* [Task directions] Among the entries below, find the line with "return Some(Vector2::new(1.0, 0.0));", then quote it and each following line up to and including the line with "let length = config.radiator_length;", and nothing else.

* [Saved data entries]
···
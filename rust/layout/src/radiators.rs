// This Source Code Form is subject to the terms of the Mozilla Public
// License, v. 2.0. If a copy of the MPL was not distributed with this
// file, You can obtain one at https://mozilla.org/MPL/2.0/.

//! Zig-zag radiator symbols along the plan perimeter

use boxplan_geometry::{Bounds, Point2D, Rect, WallSegment};
use nalgebra::Vector2;

use crate::config::LayoutConfig;
use crate::types::Radiator;

/// How far a wall may sit from the bounds edge and still count as perimeter
const PERIMETER_TOLERANCE: f64 = 0.15;
/// Zig-zag segments per radiator
const TEETH: usize = 8;

/// Inward unit normal when `wall` runs along a bounds edge
fn perimeter_normal(wall: &WallSegment, bounds: &Bounds) -> Option<Vector2<f64>> {
    let near = |a: f64, b: f64| (a - b).abs() <= PERIMETER_TOLERANCE;
    let (s, e) = (wall.start, wall.end);

    if wall.is_horizontal(PERIMETER_TOLERANCE) {
        if near(s.y, bounds.min_y) && near(e.y, bounds.min_y) {
            return Some(Vector2::new(0.0, 1.0));
        }
        if near(s.y, bounds.max_y) && near(e.y, bounds.max_y) {
            return Some(Vector2::new(0.0, -1.0));
        }
    } else if wall.is_vertical(PERIMETER_TOLERANCE) {
        if near(s.x, bounds.min_x) && near(e.x, bounds.min_x) {
            return Some(Vector2::new(1.0, 0.0));
        }
        if near(s.x, bounds.max_x) && near(e.x, bounds.max_x) {
            return Some(Vector2::new(-1.0, 0.0));
        }
    }
    None
}

fn zig_zag(start: Point2D, along: Vector2<f64>, normal: Vector2<f64>, length: f64, amplitude: f64) -> Vec<Point2D> {
    (0..=TEETH)
        .map(|i| {
            let offset = match i {
                0 => 0.0,
                i if i == TEETH => 0.0,
                i if i % 2 == 1 => amplitude,
                _ => -amplitude,
            };
            let p = start.to_nalgebra() + along * (length * i as f64 / TEETH as f64) + normal * offset;
            Point2D::from_nalgebra(&p)
        })
        .collect()
}

/// Radiators spaced evenly along every perimeter wall.
///
/// Each symbol sits `perimeterMargin` inside its wall and is skipped when
/// it would reach into an entrance clearance or a placed unit.
pub fn place_radiators(
    walls: &[WallSegment],
    bounds: &Bounds,
    clearances: &[Rect],
    units: &[Rect],
    config: &LayoutConfig,
) -> Vec<Radiator> {
    let length = config.radiator_length;
    let spacing = config.radiator_spacing.max(length);
    if length <= 0.0 || spacing <= 0.0 {
        return Vec::new();
    }

    let mut radiators = Vec::new();
    for (wall_index, wall) in walls.iter().enumerate() {
        let Some(normal) = perimeter_normal(wall, bounds) else {
            continue;
        };
        let wall_length = wall.length();
        if wall_length < length {
            continue;
        }
        let along = wall.start.vector_to(&wall.end) / wall_length;

        let count = ((wall_length - length) / spacing).floor() as usize + 1;
        let first = (wall_length - (count - 1) as f64 * spacing) / 2.0;
        for k in 0..count {
            let center = first + k as f64 * spacing;
            let base = Point2D::from_nalgebra(
                &(wall.start.to_nalgebra() + along * (center - length / 2.0) + normal * config.perimeter_margin),
            );
            let path = zig_zag(base, along, normal, length, config.radiator_amplitude);

            let Some(envelope) = Bounds::from_points(path.iter()) else {
                continue;
            };
            let envelope = envelope.expanded(config.radiator_amplitude).to_rect();
            if clearances.iter().chain(units).any(|c| c.overlaps(&envelope, 0.0)) {
                continue;
            }

            radiators.push(Radiator {
                id: String::new(),
                wall_index,
                path,
                length,
            });
        }
    }

    for (i, r) in radiators.iter_mut().enumerate() {
        r.id = format!("radiator_{:03}", i + 1);
    }
    radiators
}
···
* [Output for this task]
            return Some(Vector2::new(1.0, 0.0));
        }
        if near(s.x, bounds.max_x) && near(e.x, bounds.max_x) {
            return Some(Vector2::new(-1.0, 0.0));
        }
    }
    None
}

fn zig_zag(start: Point2D, along: Vector2<f64>, normal: Vector2<f64>, length: f64, amplitude: f64) -> Vec<Point2D> {
    (0..=TEETH)
        .map(|i| {
            let offset = match i {
                0 => 0.0,
                i if i == TEETH => 0.0,
                i if i % 2 == 1 => amplitude,
                _ => -amplitude,
            };
            let p = start.to_nalgebra() + along * (length * i as f64 / TEETH as f64) + normal * offset;
            Point2D::from_nalgebra(&p)
        })
        .collect()
}

/// Radiators spaced evenly along every perimeter wall.
///
/// Each symbol sits `perimeterMargin` inside its wall and is skipped when
/// it would reach into an entrance clearance or a placed unit.
pub fn place_radiators(
    walls: &[WallSegment],
    bounds: &Bounds,
    clearances: &[Rect],
    units: &[Rect],
    config: &LayoutConfig,
) -> Vec<Radiator> {
    let length = config.radiator_length;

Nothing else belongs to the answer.